- WHAT IS BEING ASKED -
Repeat, exactly as written, the lines of the records below from the first through the line with "have their own", but none past it.

- SUPPLIED DATA -
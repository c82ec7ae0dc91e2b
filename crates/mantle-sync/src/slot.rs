//! Scalar loads and stores at (base, offset) slots.
//!
//! A slot is named by a base pointer into caller-owned storage plus a byte
//! offset obtained from that storage's layout — the pair the rest of the
//! facility calls an object reference and field offset. The functions here
//! never validate the pair: an offset computed for a different type, a
//! dangling base, or a misaligned slot is undefined behavior by contract.
//!
//! Reference-width slots (raw pointers stored in memory) have their own
//! accessors at the bottom; they go through `AtomicPtr` for the volatile
//! and ordered forms.

use std::sync::atomic::{AtomicPtr, Ordering};

use mantle_core::Scalar;

use crate::atomic::AtomicScalar;

#[inline]
fn slot_ptr<W>(base: *mut u8, offset: usize) -> *mut W {
    // Wrapping here would need a base within WIDTH bytes of the top of the
    // address space; such a slot cannot be part of a live allocation.
    base.wrapping_add(offset).cast::<W>()
}

/// Load a scalar from a slot with no cross-thread ordering.
///
/// # Safety
///
/// `base + offset` must name a readable slot of width `W` inside a live,
/// caller-owned allocation, aligned for `W`, with no concurrent writer.
pub unsafe fn load<W: Scalar>(base: *mut u8, offset: usize) -> W {
    // SAFETY: slot validity and alignment are the caller's contract.
    unsafe { slot_ptr::<W>(base, offset).read() }
}

/// Store a scalar to a slot with no cross-thread ordering.
///
/// # Safety
///
/// Same contract as [`load`], and no concurrent reader or writer.
pub unsafe fn store<W: Scalar>(base: *mut u8, offset: usize, value: W) {
    // SAFETY: slot validity and alignment are the caller's contract.
    unsafe { slot_ptr::<W>(base, offset).write(value) };
}

/// Load a scalar from a slot with acquire ordering.
///
/// Reads that follow in program order cannot move before this load.
///
/// # Safety
///
/// `base + offset` must name a slot of width `W` inside a live allocation,
/// aligned for `W`'s atomic cell. Concurrent access is permitted only
/// through the volatile/ordered/RMW accessors.
pub unsafe fn load_volatile<W: AtomicScalar>(base: *mut u8, offset: usize) -> W {
    // SAFETY: contract forwarded unchanged.
    unsafe { W::atomic_load(slot_ptr::<W>(base, offset), Ordering::Acquire) }
}

/// Store a scalar to a slot with sequentially consistent ordering.
///
/// Includes the store-load fence: a subsequent load on the same thread
/// cannot be satisfied before this store is visible.
///
/// # Safety
///
/// Same contract as [`load_volatile`].
pub unsafe fn store_volatile<W: AtomicScalar>(base: *mut u8, offset: usize, value: W) {
    // SAFETY: contract forwarded unchanged.
    unsafe { W::atomic_store(slot_ptr::<W>(base, offset), value, Ordering::SeqCst) };
}

/// Store a scalar to a slot with release ordering only.
///
/// The lazy-set form: writes that precede in program order are visible to
/// an acquire load that observes this store, but there is no store-load
/// fence. Cheaper than [`store_volatile`] for producer-side publication.
///
/// # Safety
///
/// Same contract as [`load_volatile`].
pub unsafe fn store_ordered<W: AtomicScalar>(base: *mut u8, offset: usize, value: W) {
    // SAFETY: contract forwarded unchanged.
    unsafe { W::atomic_store(slot_ptr::<W>(base, offset), value, Ordering::Release) };
}

// ── Reference-width slots ────────────────────────────────────────────

/// Load a raw pointer from a slot with no cross-thread ordering.
///
/// # Safety
///
/// Same contract as [`load`], with `W` = pointer width.
pub unsafe fn load_ptr(base: *mut u8, offset: usize) -> *mut () {
    // SAFETY: slot validity and alignment are the caller's contract.
    unsafe { slot_ptr::<*mut ()>(base, offset).read() }
}

/// Store a raw pointer to a slot with no cross-thread ordering.
///
/// # Safety
///
/// Same contract as [`store`], with `W` = pointer width.
pub unsafe fn store_ptr(base: *mut u8, offset: usize, value: *mut ()) {
    // SAFETY: slot validity and alignment are the caller's contract.
    unsafe { slot_ptr::<*mut ()>(base, offset).write(value) };
}

/// Load a raw pointer from a slot with acquire ordering.
///
/// # Safety
///
/// Same contract as [`load_volatile`], with `W` = pointer width.
pub unsafe fn load_ptr_volatile(base: *mut u8, offset: usize) -> *mut () {
    // SAFETY: slot validity and alignment are the caller's contract.
    unsafe { AtomicPtr::from_ptr(slot_ptr::<*mut ()>(base, offset)) }.load(Ordering::Acquire)
}

/// Store a raw pointer to a slot with sequentially consistent ordering.
///
/// # Safety
///
/// Same contract as [`load_volatile`], with `W` = pointer width.
pub unsafe fn store_ptr_volatile(base: *mut u8, offset: usize, value: *mut ()) {
    // SAFETY: slot validity and alignment are the caller's contract.
    unsafe { AtomicPtr::from_ptr(slot_ptr::<*mut ()>(base, offset)) }
        .store(value, Ordering::SeqCst);
}

/// Store a raw pointer to a slot with release ordering only.
///
/// # Safety
///
/// Same contract as [`load_volatile`], with `W` = pointer width.
pub unsafe fn store_ptr_ordered(base: *mut u8, offset: usize, value: *mut ()) {
    // SAFETY: slot validity and alignment are the caller's contract.
    unsafe { AtomicPtr::from_ptr(slot_ptr::<*mut ()>(base, offset)) }
        .store(value, Ordering::Release);
}

#[cfg(test)]
mod tests {
    use super::*;

    #[repr(C)]
    struct Record {
        tag: u8,
        level: u16,
        count: u32,
        total: u64,
        ratio: f64,
        link: *mut (),
    }

    fn zeroed_record() -> Record {
        Record {
            tag: 0,
            level: 0,
            count: 0,
            total: 0,
            ratio: 0.0,
            link: std::ptr::null_mut(),
        }
    }

    #[test]
    fn plain_round_trip_every_field() {
        let mut rec = zeroed_record();
        let base = (&mut rec as *mut Record).cast::<u8>();
        unsafe {
            store::<u8>(base, std::mem::offset_of!(Record, tag), 0x7F);
            store::<u16>(base, std::mem::offset_of!(Record, level), 513);
            store::<u32>(base, std::mem::offset_of!(Record, count), 1_000_000);
            store::<u64>(base, std::mem::offset_of!(Record, total), u64::MAX - 1);
            store::<f64>(base, std::mem::offset_of!(Record, ratio), 0.5);

            assert_eq!(load::<u8>(base, std::mem::offset_of!(Record, tag)), 0x7F);
            assert_eq!(load::<u16>(base, std::mem::offset_of!(Record, level)), 513);
            assert_eq!(load::<u32>(base, std::mem::offset_of!(Record, count)), 1_000_000);
            assert_eq!(load::<u64>(base, std::mem::offset_of!(Record, total)), u64::MAX - 1);
            assert_eq!(load::<f64>(base, std::mem::offset_of!(Record, ratio)), 0.5);
        }
        // The stores went through the raw slots, not the struct fields.
        assert_eq!(rec.count, 1_000_000);
        assert_eq!(rec.total, u64::MAX - 1);
    }

    #[test]
    fn volatile_and_ordered_round_trip() {
        let mut rec = zeroed_record();
        let base = (&mut rec as *mut Record).cast::<u8>();
        let count = std::mem::offset_of!(Record, count);
        let ratio = std::mem::offset_of!(Record, ratio);
        unsafe {
            store_volatile::<u32>(base, count, 99);
            assert_eq!(load_volatile::<u32>(base, count), 99);

            store_ordered::<u32>(base, count, 100);
            assert_eq!(load_volatile::<u32>(base, count), 100);

            store_volatile::<f64>(base, ratio, 1.25);
            assert_eq!(load_volatile::<f64>(base, ratio), 1.25);
        }
    }

    #[test]
    fn pointer_slots_round_trip() {
        let mut rec = zeroed_record();
        let mut target = 5u32;
        let base = (&mut rec as *mut Record).cast::<u8>();
        let link = std::mem::offset_of!(Record, link);
        let target_ptr = (&mut target as *mut u32).cast::<()>();
        unsafe {
            assert!(load_ptr(base, link).is_null());

            store_ptr(base, link, target_ptr);
            assert_eq!(load_ptr(base, link), target_ptr);

            store_ptr_volatile(base, link, std::ptr::null_mut());
            assert!(load_ptr_volatile(base, link).is_null());

            store_ptr_ordered(base, link, target_ptr);
            assert_eq!(load_ptr_volatile(base, link), target_ptr);
        }
    }

    #[test]
    fn array_slots_through_base_and_scale() {
        let mut values = [0u32; 8];
        let base = values.as_mut_ptr().cast::<u8>();
        let scale = std::mem::size_of::<u32>();
        unsafe {
            for k in 0..8 {
                store::<u32>(base, k * scale, (k as u32) * 10);
            }
            for k in 0..8 {
                assert_eq!(load::<u32>(base, k * scale), (k as u32) * 10);
            }
        }
        assert_eq!(values[3], 30);
    }
}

- RESPONSE AREA -
repository c82ec7ae0dc91e2b
filename crates/mantle-sync/src/slot.rs
//! Scalar loads and stores at (base, offset) slots.
//!
//! A slot is named by a base pointer into caller-owned storage plus a byte
//! offset obtained from that storage's layout — the pair the rest of the
//! facility calls an object reference and field offset. The functions here
//! never validate the pair: an offset computed for a different type, a
//! dangling base, or a misaligned slot is undefined behavior by contract.
//!
//! Reference-width slots (raw pointers stored in memory) have their own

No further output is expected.